Le ton continuait de monter. Le policier, pourtant grassouillet, ne faisait plus qu’une mince tranche de viande, pris en sandwich entre les deux parties qui le pressaient, prêtes à en venir aux mains.

Un troisième homme sortit alors à moitié de la limousine. Ses sbires se figèrent dans une posture de respect qui entraîna immédiatement une trêve au conflit, faute de combattants. Il était assez jeune, à peine la quarantaine. Son regard se cachait sous une paire de Ray Ban aux reflets bleutés. Les lunettes conservaient une minuscule étiquette d’authenticité collée sur l’un des verres, tandis que le costume beige clair, taillé sur mesure, arborait sur la manche le nom d’un illustre couturier. Malgré la chaleur torride, une légère écharpe blanche le protégeait du froid de l’air conditionné.

Il aboya un ordre bref, pointant le tricycle d’une main alourdie d’une énorme chevalière et d’une imposante Rolex en or massif.

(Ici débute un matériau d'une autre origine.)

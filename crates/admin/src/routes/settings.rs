//! Site settings route handlers.
//!
//! Hero and contact documents are edited together and saved as two
//! whole-document upserts running concurrently; per-document errors are
//! aggregated into one message and the form stays put either way.

use askama::Template;
use askama_web::WebTemplate;
use axum::{Form, extract::State};
use serde::Deserialize;
use tracing::instrument;

use arcline_core::{ContactSettings, HeroSettings, SiteSetting};
use arcline_store::hydrate_single;

use crate::filters;
use crate::middleware::RequireAdminAuth;
use crate::state::AppState;

/// Flat form state covering both documents.
#[derive(Debug, Clone, Default, Deserialize)]
pub struct SettingsFormData {
    #[serde(default)]
    pub title: String,
    #[serde(default)]
    pub subtitle: String,
    #[serde(default)]
    pub video_url: String,
    #[serde(default)]
    pub primary_button_text: String,
    #[serde(default)]
    pub primary_button_link: String,
    #[serde(default)]
    pub secondary_button_text: String,
    #[serde(default)]
    pub secondary_button_link: String,
    #[serde(default)]
    pub whatsapp: String,
    #[serde(default)]
    pub whatsapp_display: String,
    #[serde(default)]
    pub email: String,
}

impl SettingsFormData {
    fn from_documents(hero: HeroSettings, contact: ContactSettings) -> Self {
        Self {
            title: hero.title,
            subtitle: hero.subtitle,
            video_url: hero.video_url,
            primary_button_text: hero.primary_button_text,
            primary_button_link: hero.primary_button_link,
            secondary_button_text: hero.secondary_button_text,
            secondary_button_link: hero.secondary_button_link,
            whatsapp: contact.whatsapp,
            whatsapp_display: contact.whatsapp_display,
            email: contact.email,
        }
    }

    fn hero(&self) -> HeroSettings {
        HeroSettings {
            title: self.title.clone(),
            subtitle: self.subtitle.clone(),
            video_url: self.video_url.clone(),
            primary_button_text: self.primary_button_text.clone(),
            primary_button_link: self.primary_button_link.clone(),
            secondary_button_text: self.secondary_button_text.clone(),
            secondary_button_link: self.secondary_button_link.clone(),
        }
    }

    fn contact(&self) -> ContactSettings {
        ContactSettings {
            whatsapp: self.whatsapp.clone(),
            whatsapp_display: self.whatsapp_display.clone(),
            email: self.email.clone(),
        }
    }
}

/// Settings form template.
#[derive(Template, WebTemplate)]
#[template(path = "settings/form.html")]
pub struct SettingsTemplate {
    pub form: SettingsFormData,
    pub saved: bool,
    pub error: Option<String>,
}

/// Render the settings form, prefilled from the store; missing rows
/// start blank.
///
/// GET /settings
#[instrument(skip(admin, state))]
pub async fn form(
    RequireAdminAuth(admin): RequireAdminAuth,
    State(state): State<AppState>,
) -> SettingsTemplate {
    let store = state.store().authenticated(&admin.access_token);

    let hero = hydrate_single("hero", store.hero_settings().await, HeroSettings::default());
    let contact = hydrate_single(
        "contact",
        store.contact_settings().await,
        ContactSettings::default(),
    );

    SettingsTemplate {
        form: SettingsFormData::from_documents(hero, contact),
        saved: false,
        error: None,
    }
}

/// Upsert both documents.
///
/// POST /settings
#[instrument(skip(admin, state, form))]
pub async fn save(
    RequireAdminAuth(admin): RequireAdminAuth,
    State(state): State<AppState>,
    Form(form): Form<SettingsFormData>,
) -> SettingsTemplate {
    let store = state.store().authenticated(&admin.access_token);

    let hero = SiteSetting::Hero(form.hero());
    let contact = SiteSetting::Contact(form.contact());

    let (hero_outcome, contact_outcome) =
        tokio::join!(store.upsert_setting(&hero), store.upsert_setting(&contact));

    let failures: Vec<String> = [hero_outcome.err(), contact_outcome.err()]
        .into_iter()
        .flatten()
        .map(|error| error.to_string())
        .collect();

    if failures.is_empty() {
        SettingsTemplate {
            form,
            saved: true,
            error: None,
        }
    } else {
        tracing::error!(errors = ?failures, "settings save failed");
        SettingsTemplate {
            form,
            saved: false,
            error: Some(format!("Could not save: {}", failures.join(", "))),
        }
    }
}

#[cfg(test)]
mod tests {
    use super::*;

    #[test]
    fn form_round_trips_both_documents() {
        let hero = HeroSettings {
            title: "Welding equipment".to_string(),
            subtitle: "Rental and service".to_string(),
            video_url: "https://example/embed".to_string(),
            primary_button_text: "Catalog".to_string(),
            primary_button_link: "/rental".to_string(),
            secondary_button_text: "Service".to_string(),
            secondary_button_link: "/assistance".to_string(),
        };
        let contact = ContactSettings {
            whatsapp: "551134567890".to_string(),
            whatsapp_display: "(11) 3456-7890".to_string(),
            email: "rental@arcline.example".to_string(),
        };

        let form = SettingsFormData::from_documents(hero.clone(), contact.clone());
        assert_eq!(form.hero(), hero);
        assert_eq!(form.contact(), contact);
    }
}
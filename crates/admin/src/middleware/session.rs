//! Session middleware configuration for the back office.
//!
//! Sessions live in process memory: the remote auth service owns all
//! credential state, and the session only carries the access token it
//! issued. A restart simply signs everyone out.

use tower_sessions::{Expiry, MemoryStore, SessionManagerLayer};

use crate::config::AdminConfig;

/// Session cookie name for the back office.
pub const SESSION_COOKIE_NAME: &str = "arcline_admin_session";

/// Session expiry time in seconds (24 hours).
const SESSION_EXPIRY_SECONDS: i64 = 24 * 60 * 60;

/// Create the session layer with an in-memory store.
#[must_use]
pub fn create_session_layer(config: &AdminConfig) -> SessionManagerLayer<MemoryStore> {
    let store = MemoryStore::default();

    // Determine if we're in production (HTTPS)
    let is_secure = config.base_url.starts_with("https://");

    SessionManagerLayer::new(store)
        .with_name(SESSION_COOKIE_NAME)
        .with_expiry(Expiry::OnInactivity(
            tower_sessions::cookie::time::Duration::seconds(SESSION_EXPIRY_SECONDS),
        ))
        .with_secure(is_secure)
        // SameSite=Strict for the back office
        .with_same_site(tower_sessions::cookie::SameSite::Strict)
        .with_http_only(true)
        .with_path("/")
}
//! Backend connection configuration loaded from environment variables.
//!
//! # Environment Variables
//!
//! ## Required
//! - `STORE_API_URL` - Base URL of the hosted backend project
//! - `STORE_ANON_KEY` - Public (anon) API key
//!
//! ## Optional
//! - `STORE_SERVICE_KEY` - Service-role key (CLI seeding only; never
//!   configured for the public site)
//! - `STORE_TIMEOUT_SECS` - Per-request timeout (default: 10)

use std::time::Duration;

use secrecy::SecretString;
use thiserror::Error;

/// Default per-request timeout. Every remote call must reach a terminal
/// state; a hung backend turns into a visible error, not a stuck page.
const DEFAULT_TIMEOUT_SECS: u64 = 10;

/// Configuration errors that can occur during loading.
#[derive(Debug, Error)]
pub enum ConfigError {
    #[error("Missing environment variable: {0}")]
    MissingEnvVar(String),
    #[error("Invalid environment variable {0}: {1}")]
    InvalidEnvVar(String, String),
}

/// Connection settings for the hosted backend.
#[derive(Debug, Clone)]
pub struct StoreConfig {
    /// Base URL of the backend project (e.g. `https://abc.example.co`).
    pub api_url: String,
    /// Public API key, sent as the `apikey` header and the default bearer.
    pub anon_key: String,
    /// Service-role key for out-of-band tooling.
    pub service_key: Option<SecretString>,
    /// Per-request timeout.
    pub timeout: Duration,
}

impl StoreConfig {
    /// Load configuration from environment variables.
    ///
    /// # Errors
    ///
    /// Returns `ConfigError` if required variables are missing or the
    /// timeout is not a number.
    pub fn from_env() -> Result<Self, ConfigError> {
        let api_url = get_required_env("STORE_API_URL")?;
        let anon_key = get_required_env("STORE_ANON_KEY")?;
        let service_key = std::env::var("STORE_SERVICE_KEY").ok().map(SecretString::from);

        let timeout_secs = match std::env::var("STORE_TIMEOUT_SECS") {
            Ok(value) => value.parse::<u64>().map_err(|e| {
                ConfigError::InvalidEnvVar("STORE_TIMEOUT_SECS".to_string(), e.to_string())
            })?,
            Err(_) => DEFAULT_TIMEOUT_SECS,
        };

        Ok(Self {
            api_url,
            anon_key,
            service_key,
            timeout: Duration::from_secs(timeout_secs),
        })
    }
}

/// Get a required environment variable.
fn get_required_env(key: &str) -> Result<String, ConfigError> {
    std::env::var(key).map_err(|_| ConfigError::MissingEnvVar(key.to_string()))
}
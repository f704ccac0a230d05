//! Application state shared across handlers.

use std::sync::Arc;

use arcline_store::{StoreClient, StoreError};

use crate::config::AdminConfig;

/// Application state shared across all handlers.
///
/// Cheaply cloneable via `Arc`. The store client here carries the anon
/// key; handlers acting on behalf of a signed-in operator derive a
/// token-bearing client via [`StoreClient::authenticated`].
#[derive(Clone)]
pub struct AppState {
    inner: Arc<AppStateInner>,
}

struct AppStateInner {
    config: AdminConfig,
    store: StoreClient,
}

impl AppState {
    /// Create a new application state.
    ///
    /// # Errors
    ///
    /// Returns an error if the store client cannot be constructed.
    pub fn new(config: AdminConfig) -> Result<Self, StoreError> {
        let store = StoreClient::new(&config.store)?;

        Ok(Self {
            inner: Arc::new(AppStateInner { config, store }),
        })
    }

    /// Get a reference to the back-office configuration.
    #[must_use]
    pub fn config(&self) -> &AdminConfig {
        &self.inner.config
    }

    /// Get a reference to the remote store client.
    #[must_use]
    pub fn store(&self) -> &StoreClient {
        &self.inner.store
    }
}
//! Middleware and extractors for the back office.

pub mod auth;
pub mod session;

pub use auth::{RequireAdminAuth, clear_current_admin, set_current_admin};
pub use session::create_session_layer;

Le cycliste baissa la tête. La main qui le condamnait pesait déjà plus lourd que toute sa vie de labeur.

La plaisanterie était terminée. L’un des sbires repoussa sans ménagement le triporteur sur le côté de la ruelle, tandis que l’autre, d’un geste gratuit et rageur, éventra le sac de bidons en plastique qui se répandirent sur la chaussée. Je retins Mimille qui voulait absolument sortir pour leur filer un coup de boule... Ces gens n’avaient pas l’air commode et nous étions en mission...

Les trois hommes remontèrent dans leur véhicule, sous la mystérieuse protection de leurs vitres en verre fumé. La foule, toujours aussi silencieuse se dispersa lentement, lisse, neutre, sans le moindre sentiment apparent...

L’homme et la femme ramassèrent leurs biens dérisoires, réparant le fragile équilibre de leur attirail. L’homme ré-enfourcha son engin et pesant de tout poids sur son pédalier, redémarra lentement vers son destin. Sa colère était tombée. Son visage, impassible, grimaça au rythme de ses efforts. Sa femme suivait derrière, veillant sur un chargement un peu plus déstabilisé. Le tout-petit faisait de nouveau flotter ses papiers au vent, agrippé aux pans de la robe de sa mère.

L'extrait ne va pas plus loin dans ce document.